Decoherence of Black Holes by Hawking Radiation

TL;DR

This paper analyzes the semiclassical approximation of two-dimensional black holes, demonstrating how Hawking radiation emerges and can cause decoherence of black hole superpositions, advancing understanding of quantum effects in black hole physics.

Contribution

It provides a detailed semiclassical analysis of the CGHS black hole model, explicitly deriving Hawking radiation and exploring its role in decoherence of black hole superpositions.

Findings

Hawking radiation exhibits a Planckian distribution at the Hawking temperature.

Decoherence of black hole superpositions can be caused by Hawking radiation.
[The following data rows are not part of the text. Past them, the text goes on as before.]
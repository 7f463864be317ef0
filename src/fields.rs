//! Numeric coordinate fields: host field ids, text coercion and field-driven box edits.

use crate::geometry::clamp_position;
use crate::result::IouvisError;
use crate::scene::BoxName;
use crate::types::{Float, Point, Rect, Size};
use crate::err;
use itertools::iproduct;
use phf::phf_map;
use std::fmt::{Display, Formatter};
use std::str::FromStr;

#[derive(Debug, Clone, Copy, PartialEq, Eq, Hash)]
pub enum Coordinate {
    X,
    Y,
    W,
    H,
}

#[derive(Debug, Clone, Copy, PartialEq, Eq, Hash)]
pub enum Unit {
    Percent,
    Pixel,
}

static BOX_NAMES: phf::Map<&'static str, BoxName> = phf_map! {
    "box1" => BoxName::Box1,
    "box2" => BoxName::Box2,
};

static COORDINATES: phf::Map<&'static str, Coordinate> = phf_map! {
    "x" => Coordinate::X,
    "y" => Coordinate::Y,
    "w" => Coordinate::W,
    "h" => Coordinate::H,
};

static UNITS: phf::Map<&'static str, Unit> = phf_map! {
    "percent" => Unit::Percent,
    "pixels" => Unit::Pixel,
};

impl Coordinate {
    pub const ALL: [Coordinate; 4] = [Coordinate::X, Coordinate::Y, Coordinate::W, Coordinate::H];

    pub fn id(self) -> &'static str {
        match self {
            Coordinate::X => "x",
            Coordinate::Y => "y",
            Coordinate::W => "w",
            Coordinate::H => "h",
        }
    }

    /// The viewport extent percentages of this coordinate refer to
    pub fn dimension(self, viewport: Size) -> Float {
        match self {
            Coordinate::X | Coordinate::W => viewport.width,
            Coordinate::Y | Coordinate::H => viewport.height,
        }
    }

    pub fn read(self, rect: &Rect) -> Float {
        match self {
            Coordinate::X => rect.origin.x,
            Coordinate::Y => rect.origin.y,
            Coordinate::W => rect.size.width,
            Coordinate::H => rect.size.height,
        }
    }
}

impl Unit {
    pub const ALL: [Unit; 2] = [Unit::Percent, Unit::Pixel];

    pub fn id(self) -> &'static str {
        match self {
            Unit::Percent => "percent",
            Unit::Pixel => "pixels",
        }
    }

    pub fn to_pixels(self, value: Float, dimension: Float) -> Float {
        match self {
            Unit::Percent => value / 100.0 * dimension,
            Unit::Pixel => value,
        }
    }
}

/// Addresses one numeric field of the host, e.g. `box1-x-percent`
#[derive(Debug, Clone, Copy, PartialEq, Eq, Hash)]
pub struct FieldId {
    pub box_name: BoxName,
    pub coordinate: Coordinate,
    pub unit: Unit,
}

impl FieldId {
    pub fn new(box_name: BoxName, coordinate: Coordinate, unit: Unit) -> Self {
        Self {
            box_name,
            coordinate,
            unit,
        }
    }

    pub fn all() -> impl Iterator<Item = FieldId> {
        iproduct!(BoxName::ALL, Coordinate::ALL, Unit::ALL)
            .map(|(box_name, coordinate, unit)| FieldId::new(box_name, coordinate, unit))
    }
}

impl Display for FieldId {
    fn fmt(&self, f: &mut Formatter<'_>) -> std::fmt::Result {
        write!(
            f,
            "{}-{}-{}",
            self.box_name.id(),
            self.coordinate.id(),
            self.unit.id()
        )
    }
}

impl FromStr for FieldId {
    type Err = IouvisError;

    fn from_str(id: &str) -> Result<Self, Self::Err> {
        let mut parts = id.split('-');
        let (Some(box_name), Some(coordinate), Some(unit), None) =
            (parts.next(), parts.next(), parts.next(), parts.next())
        else {
            return Err(err!("Malformed field id '{}'", id));
        };
        let box_name = BOX_NAMES
            .get(box_name)
            .ok_or_else(|| err!("Unknown box '{}' in field id '{}'", box_name, id))?;
        let coordinate = COORDINATES
            .get(coordinate)
            .ok_or_else(|| err!("Unknown coordinate '{}' in field id '{}'", coordinate, id))?;
        let unit = UNITS
            .get(unit)
            .ok_or_else(|| err!("Unknown unit '{}' in field id '{}'", unit, id))?;
        Ok(FieldId::new(*box_name, *coordinate, *unit))
    }
}

/// Reads the leading number of a field's text. Anything unreadable counts as `0`.
pub fn parse_field_value(text: &str) -> Float {
    let text = text.trim_start();
    text.char_indices()
        .map(|(index, character)| index + character.len_utf8())
        .rev()
        .find_map(|end| text[..end].parse::<Float>().ok())
        .filter(|value| value.is_finite())
        .unwrap_or(0.0)
}

/// Applies a field edit to `rect`, then pulls the result back into the viewport.
///
/// Position is clamped first, then size, with a floor of `min_size`.
pub fn set_from_field(
    rect: &Rect,
    coordinate: Coordinate,
    unit: Unit,
    value: Float,
    viewport: Size,
    min_size: Float,
) -> Rect {
    let value = if value.is_finite() { value } else { 0.0 };
    let pixels = unit.to_pixels(value, coordinate.dimension(viewport));
    let (mut x, mut y) = (rect.origin.x, rect.origin.y);
    let (mut width, mut height) = (rect.size.width, rect.size.height);
    match coordinate {
        Coordinate::X => x = pixels,
        Coordinate::Y => y = pixels,
        Coordinate::W => width = pixels,
        Coordinate::H => height = pixels,
    }
    x = clamp_position(x, width, viewport.width);
    y = clamp_position(y, height, viewport.height);
    width = width.min(viewport.width - x).max(min_size);
    height = height.min(viewport.height - y).max(min_size);
    Rect::new(Point::new(x, y), Size::new(width, height))
}

/// Text the host shows in a field: percent with one decimal, pixels rounded
pub fn field_text(rect: &Rect, coordinate: Coordinate, unit: Unit, viewport: Size) -> String {
    let pixels = coordinate.read(rect);
    match unit {
        Unit::Percent => format!("{:.1}", pixels / coordinate.dimension(viewport) * 100.0),
        Unit::Pixel => format!("{}", pixels.round() as i64),
    }
}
Explicit treatment of superpositions of black holes with white holes or no holes.

Abstract

We discuss in detail the semiclassical approximation for the CGHS model of two-dimensional dilatonic black holes. This is achieved by a formal expansion of the full Wheeler-DeWitt equation and the momentum constraint in powers of the gravitational constant. In highest order, the classical CGHS solution is recovered. The next order yields a functional Schr\"odinger equation for quantum fields propagating on this background. We show explicitly how the Hawking radiation is recovered from this equation. Although described by a pure quantum state, the expectation value of the number operator exhibits a Planckian distribution with respect to the Hawking temperature. We then show how this Hawking radiation can lead to the decoherence of black hole superpositions. The cases of a superposition of a black hole with a white hole, as well as of a black hole with no hole, are treated explicitly.